Kızları Franca, yeni tanıştığı bir erkek ona evlerini sorunca düşünür: “Ansızın, her ne kadar onun içinde yaşayarak büyümüş olsa da, onun her mevsimdeki halini biliyor olsa da, bir müzik veya arkadaşlarını özler gibi, her satırını bildiği bir kitabı elinde tutmayı özler gibi ona geri dönmeye can attı.” Nedra’nın Viri, Franca ve Danny’den farkı bu olmalı. Nedra da Franca gibi evi özlemektedir mutlaka. Misal, Viri evi sattığında çok sarsılacaktır: “Altüst olmuştu. Bu Viri’nin ya zaafı ya da gücüydü, en çok hangisinden korkacağını bilemiyordu. Orada ona ait bir sürü şey vardı, onları almaya hiç zahmet etmemişti, her zaman alabilirdi. Şimdi birden onların gözden kaybolacaklarını görünce, önemi kalmamıştı.” Evi özlemiş dahi olsa – ne de olsa özgürlük zor gelir-  bu bir bağlılık biçiminde ifade edilmiyor, ona yönelik seçimini Zafer Aracagök’ün bir kitabının başlığında yer alan çarpıcı deklarasyonla özetleyebiliriz: Eve Dönmek İstemiyorum.
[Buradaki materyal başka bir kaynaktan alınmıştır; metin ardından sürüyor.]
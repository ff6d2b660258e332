//! YASP command client
//!
//! [`YaspClient`] sends one command frame and blocks until the matching
//! response arrives. Frames the device sends in between (stream data,
//! syncs routed to BLE) are logged and dropped.

use bluemo_core::decode::Timestamp;
use bluemo_core::error::{Error as CoreError, Result as CoreResult};
use bluemo_core::flash::{DataSinkInfo, DeviceSession, FlashInfo};

use crate::error::{Result, YaspError};
use crate::message::{AdsStreamParams, Command, Message};
use crate::protocol::{DataSink, Frame, Modify, MsgCode, HEADER_LEN};
use crate::transport::Transport;

/// Frames tolerated while waiting for one response
pub const MAX_UNSOLICITED: usize = 64;

/// Blocking YASP client over a transport
pub struct YaspClient<T: Transport> {
    transport: T,
}

impl<T: Transport> YaspClient<T> {
    /// Wrap a connected transport
    pub fn new(transport: T) -> Self {
        Self { transport }
    }

    /// Give the transport back
    pub fn into_inner(self) -> T {
        self.transport
    }

    fn recv_frame(&mut self) -> Result<Frame> {
        let mut header = [0u8; HEADER_LEN];
        self.transport.read(&mut header)?;

        let len = u16::from_le_bytes([header[0], header[1]]) as usize;
        let mut payload = vec![0u8; len];
        self.transport.read(&mut payload)?;

        log::trace!("yasp: <- 0x{:02X} ({} bytes)", header[2], len);
        Ok(Frame::new(header[2], payload))
    }

    /// Send a command without waiting for its response
    ///
    /// Whatever the device answers is skipped as unsolicited by the next
    /// [`send_command`](Self::send_command). Used for commands whose
    /// response may be routed to a data sink instead of the link.
    pub fn post_command(&mut self, cmd: &Command) -> Result<()> {
        let bytes = cmd.to_frame().encode()?;
        log::trace!("yasp: -> 0x{:02X} ({} bytes)", cmd.code().command_code(), bytes.len());
        self.transport.write(&bytes)?;
        self.transport.flush()
    }

    /// Send a command and wait for its response
    ///
    /// # Errors
    /// * `DeviceError` - the device answered with an error message for this
    ///   command
    /// * `UnexpectedResponse` - more than [`MAX_UNSOLICITED`] unrelated
    ///   frames arrived first
    /// * `Timeout` - the transport timed out
    pub fn send_command(&mut self, cmd: &Command) -> Result<Message> {
        let code = cmd.code();
        self.post_command(cmd)?;

        let mut last = 0;
        for _ in 0..=MAX_UNSOLICITED {
            let frame = self.recv_frame()?;
            last = frame.code;

            if frame.code == code.response_code() {
                return Message::decode(&frame);
            }

            if frame.code == MsgCode::Error.response_code() {
                if let Ok(Message::Error {
                    error_code,
                    command_code,
                }) = Message::decode(&frame)
                {
                    if command_code == code.command_code() {
                        return Err(YaspError::DeviceError {
                            command: command_code,
                            error_code,
                        });
                    }
                }
            }

            log::debug!(
                "yasp: ignoring unsolicited frame 0x{:02X} ({} bytes) while waiting for 0x{:02X}",
                frame.code,
                frame.payload.len(),
                code.response_code()
            );
        }

        Err(YaspError::UnexpectedResponse {
            command: code.command_code(),
            response: last,
        })
    }

    /// Read the RTC counter
    pub fn rtc_sync(&mut self) -> Result<Timestamp> {
        match self.send_command(&Command::RtcSync)? {
            Message::RtcSync { rtc_counter } => Timestamp::from_counter(&rtc_counter)
                .map_err(|e| YaspError::payload(MsgCode::RtcSync.response_code(), e.to_string())),
            other => Err(mismatch(MsgCode::RtcSync, &other)),
        }
    }

    /// Route messages of class `code` to `sink`
    pub fn data_sink_control(&mut self, code: MsgCode, sink: DataSink) -> Result<Message> {
        self.send_command(&Command::DataSinkControl {
            modify: Modify::Modify,
            command_code: code.command_code(),
            sink,
        })
    }

    /// Configure and start the ADS analog stream
    ///
    /// With `AdsDataRate::SingleSample` the response carries the sample.
    pub fn ads_analog_stream(&mut self, params: AdsStreamParams) -> Result<Message> {
        self.send_command(&Command::AdsAnalogStream(params))
    }

    /// Update the BLE connection interval
    pub fn conn_param_update(&mut self, conn_handle: u8, conn_interval_max: u16) -> Result<Message> {
        self.send_command(&Command::ConnParamUpdate {
            modify: Modify::Modify,
            conn_handle,
            conn_interval_max,
        })
    }
}

fn mismatch(expected: MsgCode, got: &Message) -> YaspError {
    YaspError::UnexpectedResponse {
        command: expected.command_code(),
        response: got.response_code(),
    }
}

impl<T: Transport> DeviceSession for YaspClient<T> {
    fn data_sink_config(&mut self) -> CoreResult<DataSinkInfo> {
        match self.send_command(&Command::DataSinkConfig)? {
            Message::DataSinkConfig {
                start_address,
                write_address,
            } => Ok(DataSinkInfo {
                start_address,
                write_address,
            }),
            other => Err(mismatch(MsgCode::DataSinkConfig, &other).into()),
        }
    }

    fn flash_init(&mut self) -> CoreResult<FlashInfo> {
        match self.send_command(&Command::SpiFlashInit)? {
            Message::SpiFlashInit {
                block_size,
                flash_size_kib,
                page_size,
            } => Ok(FlashInfo {
                block_size,
                flash_size_kib: flash_size_kib as u32,
                page_size: page_size as u32,
            }),
            other => Err(mismatch(MsgCode::SpiFlashInit, &other).into()),
        }
    }

    fn flash_read(&mut self, addr: u32, len: u32) -> CoreResult<Vec<u8>> {
        let len = u16::try_from(len).map_err(|_| {
            CoreError::InvalidParameter(format!("read of {} bytes exceeds one frame", len))
        })?;

        match self.send_command(&Command::SpiFlashRead { address: addr, len })? {
            Message::SpiFlashRead { address, data } if address == addr => Ok(data),
            Message::SpiFlashRead { address, .. } => Err(CoreError::Transport(format!(
                "read response for 0x{:08X}, expected 0x{:08X}",
                address, addr
            ))),
            other => Err(mismatch(MsgCode::SpiFlashRead, &other).into()),
        }
    }

    fn flash_erase(&mut self, addr: u32, len: u32) -> CoreResult<()> {
        let rsp = self.send_command(&Command::SpiFlashErase { address: addr, len })?;
        log::debug!("Erase response: {:?}", rsp);
        Ok(())
    }

    fn soft_reset(&mut self) -> CoreResult<()> {
        self.send_command(&Command::SoftReset)?;
        Ok(())
    }
}

#[cfg(test)]
mod tests {
    use super::*;
    use std::collections::VecDeque;

    /// Transport answering from a script of queued bytes
    #[derive(Default)]
    struct MockTransport {
        inbound: VecDeque<u8>,
        outbound: Vec<u8>,
    }

    impl MockTransport {
        fn queue(&mut self, msg: &Message) {
            self.inbound.extend(msg.encode().unwrap());
        }
    }

    impl Transport for MockTransport {
        fn write(&mut self, data: &[u8]) -> Result<()> {
            self.outbound.extend_from_slice(data);
            Ok(())
        }

        fn read(&mut self, buf: &mut [u8]) -> Result<()> {
            if self.inbound.len() < buf.len() {
                return Err(YaspError::Timeout);
            }
            for b in buf.iter_mut() {
                *b = self.inbound.pop_front().unwrap();
            }
            Ok(())
        }

        fn flush(&mut self) -> Result<()> {
            Ok(())
        }
    }

    #[test]
    fn test_flash_read() {
        let mut t = MockTransport::default();
        t.queue(&Message::SpiFlashRead {
            address: 0x100,
            data: vec![1, 2, 3, 4],
        });
        let mut client = YaspClient::new(t);

        assert_eq!(client.flash_read(0x100, 4).unwrap(), vec![1, 2, 3, 4]);
        let t = client.into_inner();
        assert_eq!(t.outbound, vec![0x06, 0x00, 0x19, 0x00, 0x01, 0x00, 0x00, 0x04, 0x00]);
    }

    #[test]
    fn test_flash_read_too_large() {
        let mut client = YaspClient::new(MockTransport::default());
        assert!(matches!(
            client.flash_read(0, 0x1_0000),
            Err(CoreError::InvalidParameter(_))
        ));
    }

    #[test]
    fn test_flash_read_wrong_address() {
        let mut t = MockTransport::default();
        t.queue(&Message::SpiFlashRead {
            address: 0x200,
            data: vec![0; 4],
        });
        let mut client = YaspClient::new(t);
        assert!(matches!(
            client.flash_read(0x100, 4),
            Err(CoreError::Transport(_))
        ));
    }

    #[test]
    fn test_skips_unsolicited_frames() {
        let mut t = MockTransport::default();
        t.queue(&Message::AdsAnalogStream {
            instance: 0,
            watermark: 1,
            data: vec![0, 0],
        });
        t.queue(&Message::RtcSync {
            rtc_counter: vec![0x01],
        });
        t.queue(&Message::SpiFlashInit {
            block_size: 4096,
            flash_size_kib: 16,
            page_size: 256,
        });
        let mut client = YaspClient::new(t);

        let info = client.flash_init().unwrap();
        assert_eq!(info.block_size, 4096);
        assert_eq!(info.flash_size(), 16 * 1024);
        assert_eq!(info.page_size, 256);
    }

    #[test]
    fn test_error_response() {
        let mut t = MockTransport::default();
        t.queue(&Message::Error {
            error_code: 3,
            command_code: MsgCode::SpiFlashErase.command_code(),
        });
        let mut client = YaspClient::new(t);

        let err = client
            .send_command(&Command::SpiFlashErase {
                address: 0,
                len: 4096,
            })
            .unwrap_err();
        assert!(matches!(
            err,
            YaspError::DeviceError {
                command: 0x1A,
                error_code: 3
            }
        ));
    }

    #[test]
    fn test_error_for_other_command_is_skipped() {
        let mut t = MockTransport::default();
        t.queue(&Message::Error {
            error_code: 1,
            command_code: MsgCode::AdsAnalogStream.command_code(),
        });
        t.queue(&Message::SoftReset);
        let mut client = YaspClient::new(t);
        client.soft_reset().unwrap();
    }

    #[test]
    fn test_too_many_unsolicited() {
        let mut t = MockTransport::default();
        for _ in 0..=MAX_UNSOLICITED {
            t.queue(&Message::RtcSync {
                rtc_counter: vec![],
            });
        }
        t.queue(&Message::SoftReset);
        let mut client = YaspClient::new(t);
        assert!(matches!(
            client.send_command(&Command::SoftReset),
            Err(YaspError::UnexpectedResponse {
                command: 0x01,
                response: 0x88
            })
        ));
    }

    #[test]
    fn test_post_then_send() {
        let mut t = MockTransport::default();
        // Answer to the posted sync arrives before the config response
        t.queue(&Message::RtcSync {
            rtc_counter: vec![0x05],
        });
        t.queue(&Message::DataSinkConfig {
            start_address: 0x1000,
            write_address: 0x1234,
        });
        let mut client = YaspClient::new(t);

        client.post_command(&Command::RtcSync).unwrap();
        let sink = client.data_sink_config().unwrap();
        assert_eq!(sink.write_address, 0x1234);

        let t = client.into_inner();
        assert_eq!(&t.outbound[..3], &[0x00, 0x00, 0x08]);
        assert_eq!(&t.outbound[3..], &[0x00, 0x00, 0x10]);
    }

    #[test]
    fn test_timeout() {
        let mut client = YaspClient::new(MockTransport::default());
        assert!(matches!(
            client.send_command(&Command::RtcSync),
            Err(YaspError::Timeout)
        ));
    }

    #[test]
    fn test_rtc_sync() {
        let mut t = MockTransport::default();
        t.queue(&Message::RtcSync {
            rtc_counter: vec![0x00, 0x80],
        });
        let mut client = YaspClient::new(t);
        assert_eq!(client.rtc_sync().unwrap().ticks, 32768);
    }
}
Nedra’nın eski ailesiyle arada bir görüşmeleri, artık onların eşi, annesi olduğu anlamına gelmiyor; onlardan özgürleşmiştir. O nedenle eve, evin hatıralarına dönmeyi istemez, belleğinde evi yeniden kurmaya kalkışmak onun yapacağı iş değildir. Ama tabii hatıraların istem dışı, ona gelmesine engel olamaz: “O akşam yemekte Nedra kendini evle birlikte giden şeyleri düşünürken buldu – ya da kendine rağmen, açık denizde bir batıktan çıkanlar onun sahiline vurmuştu.”

Bu benzetmeyle, roman, karakterlerin dönüşümlerinde son evreye girer. Salter evi bir kez daha gemiye benzetmiştir ama artık fiziksel varlığı sona ermiş, hafızanın derinliklerinde batığa dönüşmüş bir evden söz etmektedir.